Religion and Violence
This section on religious questions and challenges has thus far emphasized what “should” be done according to religious ideals. But everyone in today’s world recognizes that actions are done in the name of religion that hardly seem compatible with ideals or moral imperatives.
News surfaces quite frequently about the moral failings of religious leaders or the usurpation of religious institutions by groups that pervert and exploit their teachings. Even more troubling is the constant barrage of reports regarding acts of terrorism and other forms of violence committed in the name of religion. Could there be something about religion itself that motivates such harmful acts?Religion, as noted at the beginning of this chapter, is a potent force, in ways that are both constructive and destructive. Consider again Bruce Lincoln’s four-domain definition of a “religion,” and note that it does not portray religion as necessarily being a force for peace in the world. The “discourse” that claims a “transcendent status,” and the “practices,” “community,” and “institution” related to this discourse need not necessarily be based on avoiding violence. As Lincoln argues later in Holy Terrors: Thinking about Religion after September 11, religion has the potential to facilitate and even to escalate violence.
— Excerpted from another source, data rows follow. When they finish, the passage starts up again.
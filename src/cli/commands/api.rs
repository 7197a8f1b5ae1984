use crate::api::DEFAULT_CLIENT_URL;
use clap::{Arg, Command};

pub const NAME: &str = "api";

pub const ARG_PORT: &str = "port";
pub const ARG_DSN: &str = "dsn";
pub const ARG_SUPABASE_URL: &str = "supabase-url";
pub const ARG_SERVICE_ROLE_KEY: &str = "service-role-key";
pub const ARG_CLIENT_URL: &str = "client-url";

#[must_use]
pub fn subcommand() -> Command {
    Command::new(NAME)
        .about("Internal API: token verification and profile retrieval")
        .arg(
            Arg::new(ARG_PORT)
                .short('p')
                .long("port")
                .help("Port to listen on, the next free one is used if taken")
                .default_value("5001")
                .env("PORT")
                .value_parser(clap::value_parser!(u16)),
        )
        .arg(
            Arg::new(ARG_DSN)
                .short('d')
                .long("dsn")
                .help("Database connection string")
                .env("LINKEDUPP_DSN")
                .required(true),
        )
        .arg(
            Arg::new(ARG_SUPABASE_URL)
                .long(ARG_SUPABASE_URL)
                .help("Identity provider URL, example: https://<project-ref>.supabase.co")
                .env("SUPABASE_URL")
                .required(true),
        )
        .arg(
            Arg::new(ARG_SERVICE_ROLE_KEY)
                .long(ARG_SERVICE_ROLE_KEY)
                .help("Identity provider service role key")
                .env("SERVICE_ROLE_KEY")
                .hide_env_values(true)
                .required(true),
        )
        .arg(
            Arg::new(ARG_CLIENT_URL)
                .long(ARG_CLIENT_URL)
                .help("Browser origin allowed by CORS")
                .default_value(DEFAULT_CLIENT_URL)
                .env("CLIENT_URL"),
        )
}
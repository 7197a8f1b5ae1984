use serde::{Deserialize, Serialize};
use std::time::{SystemTime, UNIX_EPOCH};
use utoipa::ToSchema;
use uuid::Uuid;

/// Identity as reported by the provider. Read-only for this crate.
#[derive(Clone, Debug, Serialize, Deserialize, PartialEq, Eq, ToSchema)]
pub struct User {
    pub id: Uuid,
    #[serde(default)]
    pub email: Option<String>,
    #[serde(default)]
    pub user_metadata: UserMetadata,
}

#[derive(Clone, Debug, Default, Serialize, Deserialize, PartialEq, Eq, ToSchema)]
pub struct UserMetadata {
    #[serde(default, skip_serializing_if = "Option::is_none")]
    pub full_name: Option<String>,
}

impl User {
    /// Non-blank `full_name` from the provider metadata.
    #[must_use]
    pub fn full_name(&self) -> Option<&str> {
        self.user_metadata
            .full_name
            .as_deref()
            .map(str::trim)
            .filter(|name| !name.is_empty())
    }
}

/// Access/refresh token pair issued by the provider.
#[derive(Clone, Debug, Serialize, Deserialize, PartialEq, Eq)]
pub struct Session {
    pub access_token: String,
    #[serde(default)]
    pub refresh_token: String,
    #[serde(default, skip_serializing_if = "Option::is_none")]
    pub expires_in: Option<i64>,
    #[serde(default, skip_serializing_if = "Option::is_none")]
    pub expires_at: Option<i64>,
    #[serde(default, skip_serializing_if = "Option::is_none")]
    pub token_type: Option<String>,
    #[serde(default, skip_serializing_if = "Option::is_none")]
    pub user: Option<User>,
}

impl Session {
    #[must_use]
    pub fn new(access_token: impl Into<String>, refresh_token: impl Into<String>) -> Self {
        Self {
            access_token: access_token.into(),
            refresh_token: refresh_token.into(),
            expires_in: None,
            expires_at: None,
            token_type: None,
            user: None,
        }
    }

    /// Fill `expires_at` from `expires_in` when the provider omitted it.
    #[must_use]
    pub fn with_absolute_expiry(mut self, now: i64) -> Self {
        if self.expires_at.is_none() {
            self.expires_at = self.expires_in.map(|ttl| now + ttl);
        }
        self
    }

    /// A session without a known expiry is never considered expired here;
    /// the provider decides on the next validation.
    #[must_use]
    pub fn is_expired(&self, now: i64, leeway_seconds: i64) -> bool {
        self.expires_at
            .is_some_and(|expires_at| expires_at <= now + leeway_seconds)
    }

    #[must_use]
    pub fn has_refresh_token(&self) -> bool {
        !self.refresh_token.trim().is_empty()
    }
}

/// Result of a sign-up. `session` is absent while email confirmation is pending.
#[derive(Clone, Debug, PartialEq, Eq)]
pub struct SignUpOutcome {
    pub user: Option<User>,
    pub session: Option<Session>,
}

#[derive(Clone, Debug)]
pub struct SignUpRequest {
    pub email: String,
    pub password: String,
    pub full_name: Option<String>,
    pub email_redirect_to: Option<String>,
}

/// Seconds since the Unix epoch.
#[must_use]
pub fn unix_now() -> i64 {
    SystemTime::now()
        .duration_since(UNIX_EPOCH)
        .map_or(0, |elapsed| i64::try_from(elapsed.as_secs()).unwrap_or(i64::MAX))
}
//! Map parsed arguments to the action for the selected process.

use crate::cli::{
    actions::{api, web, Action},
    commands::{self, ARG_ENVIRONMENT},
    globals::GlobalArgs,
};
use anyhow::{anyhow, Context, Result};
use clap::ArgMatches;
use secrecy::SecretString;

fn required(matches: &ArgMatches, name: &str) -> Result<String> {
    matches
        .get_one::<String>(name)
        .cloned()
        .with_context(|| format!("missing required argument: --{name}"))
}

/// # Errors
/// Returns an error if no subcommand was given or a required argument is missing.
pub fn handler(matches: &ArgMatches) -> Result<Action> {
    let Some((name, sub)) = matches.subcommand() else {
        return Err(anyhow!("missing subcommand: api or web"));
    };

    let globals = GlobalArgs::new(
        sub.get_one::<String>(ARG_ENVIRONMENT)
            .map_or("development", String::as_str),
    );

    match name {
        commands::api::NAME => Ok(Action::Api(api::Args {
            port: sub
                .get_one::<u16>(commands::api::ARG_PORT)
                .copied()
                .unwrap_or(crate::api::DEFAULT_PORT),
            dsn: required(sub, commands::api::ARG_DSN)?,
            supabase_url: required(sub, commands::api::ARG_SUPABASE_URL)?,
            service_role_key: SecretString::from(required(
                sub,
                commands::api::ARG_SERVICE_ROLE_KEY,
            )?),
            client_url: required(sub, commands::api::ARG_CLIENT_URL)?,
            globals,
        })),
        commands::web::NAME => Ok(Action::Web(web::Args {
            port: sub
                .get_one::<u16>(commands::web::ARG_PORT)
                .copied()
                .unwrap_or(crate::web::DEFAULT_PORT),
            supabase_url: required(sub, commands::web::ARG_SUPABASE_URL)?,
            anon_key: SecretString::from(required(sub, commands::web::ARG_ANON_KEY)?),
            api_url: required(sub, commands::web::ARG_API_URL)?,
            site_url: required(sub, commands::web::ARG_SITE_URL)?,
            globals,
        })),
        other => Err(anyhow!("unknown subcommand: {other}")),
    }
}
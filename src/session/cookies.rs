//! Session cookie codec.
//!
//! Two families of cookies carry the provider session:
//!
//! - **Legacy**: `sb-access-token` and `sb-refresh-token`, `HttpOnly`, 30 days.
//!   Written by the internal API after verification or refresh.
//! - **Combined**: `sb-<project-ref>-auth-token`, the whole session as JSON,
//!   written as `base64-<base64url(json)>` and split into `.0`, `.1`, ...
//!   chunks once it exceeds [`MAX_CHUNK_SIZE`]. Readers also accept raw JSON
//!   objects and the older `[access, refresh, ...]` array form.

use crate::provider::Session;
use axum::http::{
    header::{InvalidHeaderValue, COOKIE},
    HeaderMap, HeaderValue,
};
use base64ct::{Base64, Base64UrlUnpadded, Encoding};
use regex::Regex;
use serde_json::Value;
use std::sync::OnceLock;
use thiserror::Error;

pub const ACCESS_TOKEN_COOKIE: &str = "sb-access-token";
pub const REFRESH_TOKEN_COOKIE: &str = "sb-refresh-token";

pub const LEGACY_MAX_AGE_SECONDS: u64 = 60 * 60 * 24 * 30;
pub const SESSION_MAX_AGE_SECONDS: u64 = 60 * 60 * 24 * 400;
pub const CODE_VERIFIER_MAX_AGE_SECONDS: u64 = 60 * 10;

/// Largest value written into a single combined cookie.
pub const MAX_CHUNK_SIZE: usize = 3180;

const BASE64_PREFIX: &str = "base64-";
const SESSION_COOKIE_PATTERN: &str = r"^sb-[A-Za-z0-9-]+-auth-token(\.\d+)?$";

#[derive(Debug, Error)]
pub enum CookieError {
    #[error("failed to encode session: {0}")]
    Encode(#[from] serde_json::Error),
    #[error("invalid cookie header: {0}")]
    Header(#[from] InvalidHeaderValue),
}

#[must_use]
pub fn session_cookie_name(project_ref: &str) -> String {
    format!("sb-{project_ref}-auth-token")
}

#[must_use]
pub fn code_verifier_cookie_name(project_ref: &str) -> String {
    format!("sb-{project_ref}-auth-token-code-verifier")
}

fn session_cookie_regex() -> Option<&'static Regex> {
    static RE: OnceLock<Option<Regex>> = OnceLock::new();
    RE.get_or_init(|| Regex::new(SESSION_COOKIE_PATTERN).ok())
        .as_ref()
}

/// True for `sb-<ref>-auth-token` and its numbered chunks.
#[must_use]
pub fn is_session_cookie(name: &str) -> bool {
    session_cookie_regex().is_some_and(|re| re.is_match(name))
}

/// Name without the `.N` chunk suffix.
fn base_name(name: &str) -> &str {
    match name.rsplit_once('.') {
        Some((base, index)) if !index.is_empty() && index.bytes().all(|b| b.is_ascii_digit()) => {
            base
        }
        _ => name,
    }
}

/// All `name=value` pairs from every `Cookie` header, in order.
#[must_use]
pub fn parse_cookies(headers: &HeaderMap) -> Vec<(String, String)> {
    let mut cookies = Vec::new();
    for header in headers.get_all(COOKIE) {
        let Ok(value) = header.to_str() else {
            continue;
        };
        for pair in value.split(';') {
            let mut parts = pair.trim().splitn(2, '=');
            let (Some(key), Some(val)) = (parts.next(), parts.next()) else {
                continue;
            };
            let key = key.trim();
            if !key.is_empty() {
                cookies.push((key.to_string(), val.trim().to_string()));
            }
        }
    }
    cookies
}

#[must_use]
pub fn cookie_value<'a>(cookies: &'a [(String, String)], name: &str) -> Option<&'a str> {
    cookies
        .iter()
        .find(|(key, _)| key == name)
        .map(|(_, value)| value.as_str())
        .filter(|value| !value.is_empty())
}

/// Read the combined session stored under `name`, joining chunks when needed.
#[must_use]
pub fn read_session(cookies: &[(String, String)], name: &str) -> Option<Session> {
    if let Some(raw) = cookie_value(cookies, name) {
        return decode_session(raw);
    }

    let mut joined = String::new();
    for index in 0.. {
        match cookie_value(cookies, &format!("{name}.{index}")) {
            Some(chunk) => joined.push_str(chunk),
            None => break,
        }
    }

    if joined.is_empty() {
        None
    } else {
        decode_session(&joined)
    }
}

/// Read the first decodable combined session, whatever its project ref.
#[must_use]
pub fn read_any_session(cookies: &[(String, String)]) -> Option<Session> {
    let mut seen: Vec<&str> = Vec::new();
    for (name, _) in cookies {
        if !is_session_cookie(name) {
            continue;
        }
        let base = base_name(name);
        if seen.contains(&base) {
            continue;
        }
        seen.push(base);
        if let Some(session) = read_session(cookies, base) {
            return Some(session);
        }
    }
    None
}

/// Decode a combined cookie value into a session.
#[must_use]
pub fn decode_session(raw: &str) -> Option<Session> {
    let raw = raw.trim();

    let json = if let Some(encoded) = raw.strip_prefix(BASE64_PREFIX) {
        let encoded = encoded.trim_end_matches('=');
        let bytes = Base64UrlUnpadded::decode_vec(encoded)
            .or_else(|_| Base64::decode_vec(raw.trim_start_matches(BASE64_PREFIX)))
            .ok()?;
        String::from_utf8(bytes).ok()?
    } else if raw.starts_with('%') {
        percent_decode(raw)?
    } else {
        raw.to_string()
    };

    let session = match serde_json::from_str::<Value>(&json).ok()? {
        Value::Array(items) => {
            let access = items.first().and_then(Value::as_str)?;
            let refresh = items.get(1).and_then(Value::as_str).unwrap_or_default();
            Some(Session::new(access, refresh))
        }
        value @ Value::Object(_) => serde_json::from_value::<Session>(value).ok(),
        _ => None,
    }?;

    if session.access_token.is_empty() {
        None
    } else {
        Some(session)
    }
}

// Older helpers stored URI-encoded JSON. No `&` or `=` survive encoding, so the
// whole value comes back as the first form key.
fn percent_decode(raw: &str) -> Option<String> {
    url::form_urlencoded::parse(raw.as_bytes())
        .next()
        .map(|(key, _)| key.into_owned())
}

/// # Errors
/// Returns an error if the session cannot be serialized.
pub fn encode_session(session: &Session) -> Result<String, serde_json::Error> {
    let json = serde_json::to_string(session)?;
    Ok(format!(
        "{BASE64_PREFIX}{}",
        Base64UrlUnpadded::encode_string(json.as_bytes())
    ))
}

fn build_cookie(
    name: &str,
    value: &str,
    max_age: u64,
    http_only: bool,
    secure: bool,
) -> Result<HeaderValue, InvalidHeaderValue> {
    let mut cookie = format!("{name}={value}; Path=/");
    if http_only {
        cookie.push_str("; HttpOnly");
    }
    cookie.push_str(&format!("; SameSite=Lax; Max-Age={max_age}"));
    if secure {
        cookie.push_str("; Secure");
    }
    HeaderValue::from_str(&cookie)
}

/// `Set-Cookie` values for the discrete access/refresh cookies.
///
/// # Errors
/// Returns an error if a token contains characters invalid in a header.
pub fn legacy_cookies(
    session: &Session,
    secure: bool,
) -> Result<Vec<HeaderValue>, InvalidHeaderValue> {
    Ok(vec![
        build_cookie(
            ACCESS_TOKEN_COOKIE,
            &session.access_token,
            LEGACY_MAX_AGE_SECONDS,
            true,
            secure,
        )?,
        build_cookie(
            REFRESH_TOKEN_COOKIE,
            &session.refresh_token,
            LEGACY_MAX_AGE_SECONDS,
            true,
            secure,
        )?,
    ])
}

/// # Errors
/// Never fails for the fixed cookie names; kept fallible like the other builders.
pub fn clear_legacy_cookies(secure: bool) -> Result<Vec<HeaderValue>, InvalidHeaderValue> {
    Ok(vec![
        build_cookie(ACCESS_TOKEN_COOKIE, "", 0, true, secure)?,
        build_cookie(REFRESH_TOKEN_COOKIE, "", 0, true, secure)?,
    ])
}

fn chunk_value(value: &str) -> Vec<String> {
    value
        .chars()
        .collect::<Vec<_>>()
        .chunks(MAX_CHUNK_SIZE)
        .map(|chunk| chunk.iter().collect())
        .collect()
}

/// `Set-Cookie` values that store `session` in the combined cookie, chunked if
/// needed. Chunks left over from `existing` request cookies are expired.
///
/// # Errors
/// Returns an error if the session cannot be encoded.
pub fn session_cookies(
    project_ref: &str,
    session: &Session,
    existing: &[(String, String)],
    secure: bool,
) -> Result<Vec<HeaderValue>, CookieError> {
    let name = session_cookie_name(project_ref);
    let encoded = encode_session(session)?;

    let mut written: Vec<String> = Vec::new();
    let mut cookies = Vec::new();

    if encoded.len() <= MAX_CHUNK_SIZE {
        cookies.push(build_cookie(
            &name,
            &encoded,
            SESSION_MAX_AGE_SECONDS,
            false,
            secure,
        )?);
        written.push(name.clone());
    } else {
        for (index, chunk) in chunk_value(&encoded).iter().enumerate() {
            let chunk_name = format!("{name}.{index}");
            cookies.push(build_cookie(
                &chunk_name,
                chunk,
                SESSION_MAX_AGE_SECONDS,
                false,
                secure,
            )?);
            written.push(chunk_name);
        }
    }

    for (existing_name, _) in existing {
        if base_name(existing_name) == name && !written.contains(existing_name) {
            cookies.push(build_cookie(existing_name, "", 0, false, secure)?);
            written.push(existing_name.clone());
        }
    }

    Ok(cookies)
}

/// Expire the combined cookie and every chunk present in the request.
///
/// # Errors
/// Returns an error if a cookie name is not a valid header value.
pub fn clear_session_cookies(
    project_ref: &str,
    existing: &[(String, String)],
    secure: bool,
) -> Result<Vec<HeaderValue>, InvalidHeaderValue> {
    let name = session_cookie_name(project_ref);
    let mut cleared = vec![name.clone()];
    for (existing_name, _) in existing {
        if base_name(existing_name) == name && !cleared.contains(existing_name) {
            cleared.push(existing_name.clone());
        }
    }

    cleared
        .iter()
        .map(|cookie| build_cookie(cookie, "", 0, false, secure))
        .collect()
}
Lincoln concludes his book with a list of fourteen “Theses on Religion and Violence,” the last of which states:
Just as the use of violence tends to elicit a violent riposte, so the religious valorization of violence prompts its victims to frame their violent responses in religious terms. In doing so, they normally invert the signs through which their adversaries mark one side as sacred and the other profane. When both sides experience their struggle in religious terms, the stage is set for prolonged, ferocious, and enormously destructive combat.-4
This is a frightening and, we can hope, an unlikely scenario. But as we observe frequently in today’s world, even when just one side in a conflict justifies actions by belief in “transcendent” authority, there is a risk of religiously motivated violence, even to the point of taking the lives of others and of losing one’s own.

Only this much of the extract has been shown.